Preprocessing Guide¶

This guide covers how to preprocess antibody datasets for training and testing with the pipeline.

Overview¶

Preprocessing transforms raw antibody data into the canonical CSV format required by the pipeline:

sequence,label
EVQLVESGGGLVQPGGSLRLSCAASGFTFS,0
QVQLQESGPGLVKPSQTLSLTCTVSGGSLS,1

Pipeline Steps:

Data Acquisition - Download raw data (Excel, CSV, FASTA)
Format Conversion - Convert to canonical CSV format
Sequence Extraction - Extract antibody fragments (VH, CDRs, FWRs)
Quality Control - Validate sequences, check labels
Fragment Generation - Create fragment-specific datasets

When to Preprocess¶

You need to preprocess data if:

✅ Using provided datasets for the first time - Raw data → canonical format
✅ Adding a new dataset - Your own antibody data
✅ Extracting new fragments - VH, CDRs, FWRs from existing datasets
✅ Updating data - New version of published dataset

You DON'T need to preprocess if:

❌ Using pre-processed canonical files - Already in data/train/ or data/test/canonical/
❌ Using provided fragment files - Already in data/test/fragments/

Quick Preprocessing Commands¶

Boughter Dataset (Training Set)¶

# Stage 1: Translate DNA to protein sequences
python3 preprocessing/boughter/stage1_dna_translation.py

# Stage 2 & 3: Annotate sequences (ANARCI) + Quality control
python3 preprocessing/boughter/stage2_stage3_annotation_qc.py

Outputs: - data/train/boughter/annotated/VH_only_boughter.csv - VH sequences (1,076 rows) - data/train/boughter/annotated/*_boughter.csv - 16 fragment CSVs (H-CDRs, L-CDRs, etc.)

Note: Training subset (914 sequences) selected from VH_only_boughter.csv based on polyreactivity labels.

Jain Dataset (Test Set - Novo Parity)¶

# Step 1: Convert Excel to CSV
python3 preprocessing/jain/step1_convert_excel_to_csv.py

# Step 2: Preprocess P5e-S2 subset (Novo parity benchmark)
python3 preprocessing/jain/step2_preprocess_p5e_s2.py

Outputs:

Canonical files (original column names): - data/test/jain/canonical/jain_86_novo_parity.csv - Full data (columns: id, vh_sequence, vl_sequence, ...) - data/test/jain/canonical/VH_only_jain_86_p5e_s2.csv - VH only (columns: id, vh_sequence, label)
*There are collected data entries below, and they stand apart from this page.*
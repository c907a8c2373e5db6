//! Per-file access control lists.
//!
//! The ACL is the stateful half of authorization: a token asserts what a
//! principal may do, the ACL records what they were actually granted.
//! Both must agree before access is allowed.

use std::collections::{BTreeMap, BTreeSet};

use serde::{Deserialize, Serialize};

use sealdrive_core::{FileId, Principal};

use crate::error::{Result, TokenError};
use crate::token::Permission;

/// Permissions granted on one file.
///
/// Owned by the file's creator; mutated only through the token service's
/// grant/revoke operations, which also append audit events.
#[derive(Debug, Clone, PartialEq, Eq, Serialize, Deserialize)]
pub struct FilePermissionSet {
    /// The file these permissions cover.
    pub file_id: FileId,

    /// The creator. Always allowed everything.
    pub owner: Principal,

    /// Granted permissions per principal.
    pub users: BTreeMap<Principal, BTreeSet<Permission>>,
}

impl FilePermissionSet {
    /// Seed a new permission set for a freshly created file.
    pub fn new(file_id: FileId, owner: Principal) -> Self {
        Self {
            file_id,
            owner,
            users: BTreeMap::new(),
        }
    }

    /// Add permissions for a principal.
    pub fn grant(&mut self, principal: &Principal, permissions: &BTreeSet<Permission>) {
        self.users
            .entry(principal.clone())
            .or_default()
            .extend(permissions.iter().copied());
    }

    /// Remove the listed permissions for a principal.
    ///
    /// Dropping the last permission removes the principal's entry entirely.
    pub fn revoke(&mut self, principal: &Principal, permissions: &BTreeSet<Permission>) {
        if let Some(granted) = self.users.get_mut(principal) {
            for perm in permissions {
                granted.remove(perm);
            }
            if granted.is_empty() {
                self.users.remove(principal);
            }
        }
    }

    /// Remove every permission for a principal.
    pub fn revoke_all(&mut self, principal: &Principal) {
        self.users.remove(principal);
    }

    /// Whether a principal holds a permission on this file.
    ///
    /// The owner passes every check; an `Admin` grant implies everything.
    pub fn allows(&self, principal: &Principal, permission: Permission) -> bool {
        if *principal == self.owner {
            return true;
        }
        match self.users.get(principal) {
            Some(granted) => {
                granted.contains(&Permission::Admin) || granted.contains(&permission)
            }
            None => false,
        }
    }

    /// Permissions currently granted to a principal (empty for strangers).
    pub fn granted_to(&self, principal: &Principal) -> BTreeSet<Permission> {
        self.users.get(principal).cloned().unwrap_or_default()
    }

    /// Serialize to CBOR bytes.
    pub fn to_bytes(&self) -> Vec<u8> {
        let mut buf = Vec::new();
        ciborium::into_writer(self, &mut buf).expect("CBOR serialization failed");
        buf
    }

    /// Deserialize from CBOR bytes.
    pub fn from_bytes(bytes: &[u8]) -> Result<Self> {
        ciborium::from_reader(bytes).map_err(|e| TokenError::Serialization(e.to_string()))
    }
}
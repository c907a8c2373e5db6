//! Cryptographic utilities for the key manager.
//!
//! ChaCha20-Poly1305 authenticated encryption plus Blake3 key derivation.
//! All derivations are domain-separated through `Hasher::new_derive_key`.

use chacha20poly1305::{
    aead::{Aead, KeyInit},
    ChaCha20Poly1305, Nonce,
};
use rand::RngCore;
use serde::{Deserialize, Serialize};

use crate::error::{KeyError, Result};

/// A 256-bit symmetric content key for ChaCha20-Poly1305.
///
/// Scoped to exactly one file. Never persisted unwrapped; the raw bytes are
/// overwritten on drop as a best-effort scrub (clones made for wrapping are
/// scrubbed when they drop too).
#[derive(Clone)]
pub struct ContentKey([u8; 32]);

impl ContentKey {
    /// Generate a new random key.
    pub fn generate() -> Self {
        let mut bytes = [0u8; 32];
        rand::thread_rng().fill_bytes(&mut bytes);
        Self(bytes)
    }

    /// Create from raw bytes.
    pub const fn from_bytes(bytes: [u8; 32]) -> Self {
        Self(bytes)
    }

    /// Get the raw bytes.
    pub fn as_bytes(&self) -> &[u8; 32] {
        &self.0
    }

    /// Encrypt data with this key.
    pub fn encrypt(&self, plaintext: &[u8], nonce: &WrapNonce) -> Result<Vec<u8>> {
        let cipher = ChaCha20Poly1305::new_from_slice(&self.0)
            .map_err(|e| KeyError::Encryption(e.to_string()))?;

        let nonce = Nonce::from_slice(&nonce.0);
        cipher
            .encrypt(nonce, plaintext)
            .map_err(|e| KeyError::Encryption(e.to_string()))
    }

    /// Decrypt data with this key.
    pub fn decrypt(&self, ciphertext: &[u8], nonce: &WrapNonce) -> Result<Vec<u8>> {
        let cipher = ChaCha20Poly1305::new_from_slice(&self.0)
            .map_err(|e| KeyError::Encryption(e.to_string()))?;

        let nonce = Nonce::from_slice(&nonce.0);
        cipher
            .decrypt(nonce, ciphertext)
            .map_err(|e| KeyError::Encryption(e.to_string()))
    }
}

impl Drop for ContentKey {
    fn drop(&mut self) {
        self.0.fill(0);
    }
}

impl std::fmt::Debug for ContentKey {
    fn fmt(&self, f: &mut std::fmt::Formatter<'_>) -> std::fmt::Result {
        write!(f, "ContentKey(..)")
    }
}

/// A 128-bit random salt mixed into each wrap secret derivation.
#[derive(Debug, Clone, Copy, PartialEq, Eq, Serialize, Deserialize)]
pub struct KeySalt(pub [u8; 16]);

impl KeySalt {
    /// Generate a new random salt.
    pub fn generate() -> Self {
        let mut bytes = [0u8; 16];
        rand::thread_rng().fill_bytes(&mut bytes);
        Self(bytes)
    }

    /// Get the raw bytes.
    pub const fn as_bytes(&self) -> &[u8; 16] {
        &self.0
    }
}

/// A 96-bit nonce for ChaCha20-Poly1305.
#[derive(Debug, Clone, Copy, PartialEq, Eq, Serialize, Deserialize)]
pub struct WrapNonce(pub [u8; 12]);

impl WrapNonce {
    /// Generate a new random nonce.
    pub fn generate() -> Self {
        let mut bytes = [0u8; 12];
        rand::thread_rng().fill_bytes(&mut bytes);
        Self(bytes)
    }

    /// Get the raw bytes.
    pub const fn as_bytes(&self) -> &[u8; 12] {
        &self.0
    }
}

/// Derive a 256-bit secret from the given context and input parts.
///
/// Blake3 `derive_key` gives domain separation between the content-key,
/// wrap-secret and MAC-key derivations. Each part is length-prefixed so
/// variable-length inputs keep their boundaries: `["ab", "c"]` and
/// `["a", "bc"]` derive different secrets.
pub(crate) fn derive_secret(context: &str, parts: &[&[u8]]) -> [u8; 32] {
    let mut hasher = blake3::Hasher::new_derive_key(context);
    for part in parts {
        hasher.update(&(part.len() as u64).to_be_bytes());
        hasher.update(part);
    }
    *hasher.finalize().as_bytes()
}

/// Format identifier for encrypted payloads.
#[derive(Debug, Clone, Copy, PartialEq, Eq, Serialize, Deserialize)]
#[repr(u8)]
pub enum EncryptionFormat {
    /// ChaCha20-Poly1305 with 256-bit key.
    ChaCha20Poly1305 = 1,
}

/// An encrypted content envelope.
///
/// Wraps a file's encrypted bytes together with the metadata needed to
/// decrypt them (assuming the caller can unwrap the content key).
#[derive(Debug, Clone, PartialEq, Eq, Serialize, Deserialize)]
pub struct EncryptedPayload {
    /// Encryption algorithm used.
    pub format: EncryptionFormat,

    /// Nonce used for encryption (unique per encryption).
    pub nonce: WrapNonce,

    /// The encrypted data (includes authentication tag).
    pub ciphertext: Vec<u8>,
}

impl EncryptedPayload {
    /// Encrypt plaintext with the given content key.
    pub fn encrypt(plaintext: &[u8], key: &ContentKey) -> Result<Self> {
        let nonce = WrapNonce::generate();
        let ciphertext = key.encrypt(plaintext, &nonce)?;

        Ok(Self {
            format: EncryptionFormat::ChaCha20Poly1305,
            nonce,
            ciphertext,
        })
    }

    /// Decrypt with the given content key.
    pub fn decrypt(&self, key: &ContentKey) -> Result<Vec<u8>> {
        match self.format {
            EncryptionFormat::ChaCha20Poly1305 => key.decrypt(&self.ciphertext, &self.nonce),
        }
    }

    /// Serialize to CBOR bytes.
    pub fn to_bytes(&self) -> Vec<u8> {
        let mut buf = Vec::new();
        ciborium::into_writer(self, &mut buf).expect("CBOR serialization failed");
        buf
    }

    /// Deserialize from CBOR bytes.
    pub fn from_bytes(bytes: &[u8]) -> Result<Self> {
        ciborium::from_reader(bytes).map_err(|e| KeyError::Serialization(e.to_string()))
    }

    /// Get the size of the ciphertext.
    pub fn ciphertext_len(&self) -> usize {
        self.ciphertext.len()
    }
}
Fragment files (standardized columns): - data/test/jain/fragments/VH_only_jain.csv - VH fragment (columns: id, sequence, label) ← Use for testing - Additional fragment files in data/test/jain/fragments/ (H-CDRs, L-CDRs, etc.)

Column Naming: - Canonical files use vh_sequence/vl_sequence (original source data) - Fragment files use sequence (standardized for training/testing)

Harvey Dataset (Nanobody Test Set)¶

# Step 1: Combine raw CSVs
python3 preprocessing/harvey/step1_convert_raw_csvs.py

# Step 2: Extract nanobody fragments (VHH, CDRs, FWRs)
python3 preprocessing/harvey/step2_extract_fragments.py

Outputs:

Processed files: - data/test/harvey/processed/harvey.csv - Combined raw data (intermediate)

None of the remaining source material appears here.